Is it really that, or do new people just come along and rebuild the same thing again and again without firm understanding of the older thing?
One approach would be to call GNU tools very exceptional and marvel at them (keep in mind its origins as a clone of older Unix stuff), but perhaps it's more appropriate to ask tougher questions of people operating in this other modality, that you are calling normal expectations.
If it does many things it becomes a subordinate with an intelligence of its own, something you need to communicate with or talk to, as opposed to something you can simply use
It's possible to beat the speed of cat, actually. See e.g. https://hub.darcs.net/vmchale/fastcat. One trick is to not free the memory used by the buffer :p
For many situations the more complex substring search algorithms gave way to raw, brute force some time ago, I believe. For example, if you are looking for a given relatively short string, you can just take a prefix of say four bytes and then make parallel comparisons within a vector; this simple technique gets you already down to the general area of 1 cpb. The SSE 4.2 PCMPSTR family of instructions is basically the same thing but microcoded, and is a bit faster.

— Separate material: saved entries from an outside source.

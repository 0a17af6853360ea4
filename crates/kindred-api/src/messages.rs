use axum::{
    Extension, Json,
    extract::{Path, Query, State},
    http::StatusCode,
    response::IntoResponse,
};
use serde::Deserialize;
use uuid::Uuid;

use kindred_engine::chat::DEFAULT_PAGE;
use kindred_types::api::{
    Claims, MessagePage, ReadReceiptResponse, SendMessageRequest, UnreadCounts,
};

use crate::error::ApiError;
use crate::state::AppState;

#[derive(Debug, Deserialize)]
pub struct MessageQuery {
    pub limit: Option<u32>,
    /// Id of the oldest message already held; returns older ones.
    pub before: Option<Uuid>,
}

pub async fn send_message(
    State(state): State<AppState>,
    Path(match_id): Path<Uuid>,
    Extension(claims): Extension<Claims>,
    Json(req): Json<SendMessageRequest>,
) -> Result<impl IntoResponse, ApiError> {
    let message = state
        .engine
        .send_message(match_id, claims.sub, &req.content)
        .await?;
    Ok((StatusCode::CREATED, Json(message)))
}

pub async fn get_messages(
    State(state): State<AppState>,
    Path(match_id): Path<Uuid>,
    Query(query): Query<MessageQuery>,
    Extension(claims): Extension<Claims>,
) -> Result<Json<MessagePage>, ApiError> {
    let messages = state
        .engine
        .list_messages(match_id, claims.sub, query.limit, query.before)
        .await?;
    // A short page means history is exhausted.
    let next_before = if messages.len() as u32 == query.limit.unwrap_or(DEFAULT_PAGE) {
        messages.first().map(|m| m.id)
    } else {
        None
    };
    Ok(Json(MessagePage {
        messages,
        next_before,
    }))
}

pub async fn mark_read(
    State(state): State<AppState>,
    Path(match_id): Path<Uuid>,
    Extension(claims): Extension<Claims>,
) -> Result<Json<ReadReceiptResponse>, ApiError> {
    let updated = state.engine.mark_read(match_id, claims.sub).await?;
    Ok(Json(ReadReceiptResponse { updated }))
}

pub async fn unread_counts(
    State(state): State<AppState>,
    Extension(claims): Extension<Claims>,
) -> Result<Json<UnreadCounts>, ApiError> {
    Ok(Json(state.engine.unread_counts(claims.sub).await?))
}
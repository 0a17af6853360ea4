mod common;

use std::collections::HashSet;

use kindred_engine::reason::{HIGHLY_COMPATIBLE, MANY_SHARED};
use kindred_engine::scorer::NEUTRAL_SCORE;
use kindred_engine::EngineError;
use kindred_types::lifecycle::SideStatus;
use kindred_types::models::Gender;

use common::{answer, engine, user};

#[tokio::test]
async fn running_twice_never_duplicates_a_pair() {
    let engine = engine();
    let seed = user(&engine, Gender::Female);
    answer(&engine, seed, &[1, 1, 1, 1, 1]).await;
    for _ in 0..3 {
        let candidate = user(&engine, Gender::Male);
        answer(&engine, candidate, &[1, 1, 1, 1, 1]).await;
    }

    let first = engine.run_matching(seed).await.unwrap();
    assert_eq!(first.created_count, 3);
    let second = engine.run_matching(seed).await.unwrap();
    assert_eq!(second.created_count, 0);

    let rows = engine.matches_for(seed).await.unwrap();
    assert_eq!(rows.len(), 3);
    let pairs: HashSet<_> = rows.iter().map(|m| (m.user_a_id, m.user_b_id)).collect();
    assert_eq!(pairs.len(), 3);
}

#[tokio::test]
async fn concurrent_runs_for_one_seed_create_each_pair_once() {
    let engine = engine();
    let seed = user(&engine, Gender::Male);
    answer(&engine, seed, &[2, 2]).await;
    for _ in 0..4 {
        let candidate = user(&engine, Gender::Female);
        answer(&engine, candidate, &[2, 2]).await;
    }

    let (a, b) = tokio::join!(engine.run_matching(seed), engine.run_matching(seed));
    let total = a.unwrap().created_count + b.unwrap().created_count;
    assert_eq!(total, 4);
    assert_eq!(engine.matches_for(seed).await.unwrap().len(), 4);
}

#[tokio::test]
async fn proposals_are_canonical_and_pending() {
    let engine = engine();
    let seed = user(&engine, Gender::Female);
    let other = user(&engine, Gender::Male);
    answer(&engine, seed, &[1]).await;
    answer(&engine, other, &[1]).await;

    let outcome = engine.run_matching(seed).await.unwrap();
    let m = &outcome.matches[0];
    assert!(m.user_a_id < m.user_b_id);
    assert_eq!(m.user_a_status, SideStatus::Pending);
    assert_eq!(m.user_b_status, SideStatus::Pending);
    assert!(!m.is_matched);
    assert_eq!(m.compatibility_score, 100);
}

#[tokio::test]
async fn three_shared_answers_out_of_five() {
    let engine = engine();
    let a = user(&engine, Gender::Female);
    let b = user(&engine, Gender::Male);
    answer(&engine, a, &[1, 1, 1, 1, 1]).await;
    answer(&engine, b, &[1, 1, 1, 2, 2]).await;

    let outcome = engine.run_matching(a).await.unwrap();
    let m = &outcome.matches[0];

    // three identical (1.0) and two orthogonal (0.0) -> 0.6 -> 80
    assert_eq!(m.compatibility_score, 80);
    assert!(m.match_reason.contains("shared values"));
    assert_eq!(m.match_reason, format!("{}. {}", MANY_SHARED, HIGHLY_COMPATIBLE));
}

#[tokio::test]
async fn disjoint_answers_score_neutral() {
    let engine = engine();
    let a = user(&engine, Gender::Female);
    let b = user(&engine, Gender::Male);
    engine.record_response(a, 1, 11).await.unwrap();
    engine.record_response(b, 2, 21).await.unwrap();

    let outcome = engine.run_matching(a).await.unwrap();
    assert_eq!(outcome.matches[0].compatibility_score, NEUTRAL_SCORE);
}

#[tokio::test]
async fn malformed_vectors_are_skipped_not_fatal() {
    let engine = engine();
    let a = user(&engine, Gender::Female);
    let b = user(&engine, Gender::Male);
    answer(&engine, a, &[1, 1]).await;
    answer(&engine, b, &[1, 1]).await;
    engine.db().set_option_vector_raw(21, Some("{not json")).unwrap();

    let outcome = engine.run_matching(a).await.unwrap();
    // scenario 2 drops out; scenario 1 alone is identical
    assert_eq!(outcome.matches[0].compatibility_score, 100);
}

#[tokio::test]
async fn seed_errors() {
    let engine = engine();
    let quiet = user(&engine, Gender::Female);
    assert!(matches!(
        engine.run_matching(quiet).await,
        Err(EngineError::NoResponses)
    ));
    assert!(matches!(
        engine.run_matching(uuid::Uuid::new_v4()).await,
        Err(EngineError::NotFound(_))
    ));
}

#[tokio::test]
async fn retake_clears_answers() {
    let engine = engine();
    let a = user(&engine, Gender::Female);
    answer(&engine, a, &[1, 2]).await;
    assert_eq!(engine.clear_responses(a).await.unwrap(), 2);
    assert!(matches!(
        engine.run_matching(a).await,
        Err(EngineError::NoResponses)
    ));
}

#[tokio::test]
async fn options_must_belong_to_their_scenario() {
    let engine = engine();
    let a = user(&engine, Gender::Female);
    assert!(matches!(
        engine.record_response(a, 1, 21).await,
        Err(EngineError::Validation(_))
    ));
}
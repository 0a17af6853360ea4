pub mod api;
pub mod events;
pub mod lifecycle;
pub mod models;
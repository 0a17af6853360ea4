use anyhow::Result;
use rusqlite::Connection;
use tracing::info;

pub fn run(conn: &Connection) -> Result<()> {
    conn.execute_batch("CREATE TABLE IF NOT EXISTS schema_version (version INTEGER NOT NULL);")?;

    let version: i64 =
        conn.query_row("SELECT COALESCE(MAX(version), 0) FROM schema_version", [], |r| r.get(0))?;

    if version < 1 {
        info!("Running migration v1 (initial schema)");
        conn.execute_batch(
            "
            CREATE TABLE users (
                id                  TEXT PRIMARY KEY,
                nickname            TEXT NOT NULL,
                gender              TEXT NOT NULL CHECK (gender IN ('male', 'female')),
                birth_year          INTEGER NOT NULL,
                location            TEXT NOT NULL,
                is_profile_complete INTEGER NOT NULL DEFAULT 0,
                created_at          TEXT NOT NULL
            );

            CREATE INDEX idx_users_candidates
                ON users(gender, is_profile_complete);

            CREATE TABLE scenario_options (
                id                  INTEGER PRIMARY KEY,
                scenario_id         INTEGER NOT NULL,
                option_code         TEXT NOT NULL,
                personality_vector  TEXT
            );

            CREATE TABLE user_scenario_responses (
                id                  TEXT PRIMARY KEY,
                user_id             TEXT NOT NULL REFERENCES users(id),
                scenario_id         INTEGER NOT NULL,
                selected_option_id  INTEGER NOT NULL REFERENCES scenario_options(id),
                created_at          TEXT NOT NULL,
                UNIQUE(user_id, scenario_id)
            );

            CREATE TABLE matches (
                id                  TEXT PRIMARY KEY,
                user_a_id           TEXT NOT NULL REFERENCES users(id),
                user_b_id           TEXT NOT NULL REFERENCES users(id),
                compatibility_score INTEGER NOT NULL CHECK (compatibility_score BETWEEN 0 AND 100),
                match_reason        TEXT NOT NULL DEFAULT '',
                user_a_status       TEXT NOT NULL DEFAULT 'pending',
                user_b_status       TEXT NOT NULL DEFAULT 'pending',
                is_matched          INTEGER NOT NULL DEFAULT 0,
                matched_at          TEXT,
                created_at          TEXT NOT NULL,
                CHECK (user_a_id < user_b_id),
                UNIQUE(user_a_id, user_b_id)
            );

            CREATE INDEX idx_matches_user_b ON matches(user_b_id);

            CREATE TABLE messages (
                id          TEXT PRIMARY KEY,
                match_id    TEXT NOT NULL REFERENCES matches(id),
                sender_id   TEXT NOT NULL REFERENCES users(id),
                content     TEXT NOT NULL CHECK (length(content) > 0),
                is_read     INTEGER NOT NULL DEFAULT 0,
                created_at  TEXT NOT NULL
            );

            CREATE INDEX idx_messages_match
                ON messages(match_id, created_at);

            CREATE TABLE push_tokens (
                id          TEXT PRIMARY KEY,
                user_id     TEXT NOT NULL REFERENCES users(id),
                token       TEXT NOT NULL,
                device_type TEXT NOT NULL,
                is_active   INTEGER NOT NULL DEFAULT 1,
                created_at  TEXT NOT NULL,
                updated_at  TEXT NOT NULL,
                UNIQUE(user_id, token)
            );

            CREATE TABLE notification_logs (
                id          TEXT PRIMARY KEY,
                user_id     TEXT NOT NULL,
                kind        TEXT NOT NULL,
                title       TEXT NOT NULL,
                body        TEXT NOT NULL,
                data        TEXT NOT NULL DEFAULT '{}',
                is_read     INTEGER NOT NULL DEFAULT 0,
                created_at  TEXT NOT NULL
            );

            CREATE INDEX idx_notification_logs_user
                ON notification_logs(user_id, is_read);

            CREATE TABLE notification_preferences (
                user_id                         TEXT PRIMARY KEY,
                push_enabled                    INTEGER NOT NULL DEFAULT 1,
                match_notifications             INTEGER NOT NULL DEFAULT 1,
                match_accepted_notifications    INTEGER NOT NULL DEFAULT 1,
                message_notifications           INTEGER NOT NULL DEFAULT 1
            );

            INSERT INTO schema_version (version) VALUES (1);
            ",
        )?;
    }

    info!("Database migrations complete");
    Ok(())
}
pub mod migrations;
pub mod models;
pub mod queries;

use anyhow::Result;
use rusqlite::Connection;
use std::path::Path;
use std::sync::Mutex;
use tracing::info;

pub use queries::{DecisionOutcome, InsertOutcome, MessageInsert, NewMatch};

/// Single-connection SQLite store. Every read-modify-write goes through the
/// one writer, so per-row transitions are serialized.
pub struct Database {
    conn: Mutex<Connection>,
}

impl Database {
    pub fn open(path: &Path) -> Result<Self> {
        let conn = Connection::open(path)?;

        // WAL mode for concurrent readers from other processes
        conn.pragma_update(None, "journal_mode", "WAL")?;
        conn.pragma_update(None, "foreign_keys", "ON")?;

        migrations::run(&conn)?;

        info!("Database opened at {}", path.display());
        Ok(Self {
            conn: Mutex::new(conn),
        })
    }

    pub fn open_in_memory() -> Result<Self> {
        let conn = Connection::open_in_memory()?;
        conn.pragma_update(None, "foreign_keys", "ON")?;

        migrations::run(&conn)?;

        Ok(Self {
            conn: Mutex::new(conn),
        })
    }

    pub fn with_conn<F, T>(&self, f: F) -> Result<T>
    where
        F: FnOnce(&Connection) -> Result<T>,
    {
        let conn = self.conn.lock().map_err(|e| anyhow::anyhow!("DB lock poisoned: {}", e))?;
        f(&conn)
    }

    /// Exclusive access for work that needs a transaction.
    pub fn with_conn_mut<F, T>(&self, f: F) -> Result<T>
    where
        F: FnOnce(&mut Connection) -> Result<T>,
    {
        let mut conn = self.conn.lock().map_err(|e| anyhow::anyhow!("DB lock poisoned: {}", e))?;
        f(&mut conn)
    }
}
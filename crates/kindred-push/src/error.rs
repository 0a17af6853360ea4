use thiserror::Error;

#[derive(Debug, Error)]
pub enum PushError {
    #[error("push gateway unreachable: {0}")]
    Transport(#[from] reqwest::Error),

    #[error("push gateway returned {status}: {body}")]
    Status { status: u16, body: String },

    #[error("push gateway rejected the batch: {0}")]
    Rejected(String),

    #[error("unreadable push gateway response: {0}")]
    Decode(String),
}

For short patterns, which are imho by far the most common use, any algorithm that tries to be smart and skip a couple bytes wastes cycles on being smart where a simpler brute force algorithm has already fetched the next 16 bytes and started to compare them while the prefetcher already went off to get the next line from L2.
When did you measure SSE4.2 against straightforward vector usage and find it faster? In my experience this was true more or less never. There's almost nothing in SSE4.2 that can't be done better with SSSE3. Intel has slowly deprecated SSE4.2 by not promoting it to wider vectors (it is still 128b when most other instructions are 512b) and letting the throughput/latency stagnate.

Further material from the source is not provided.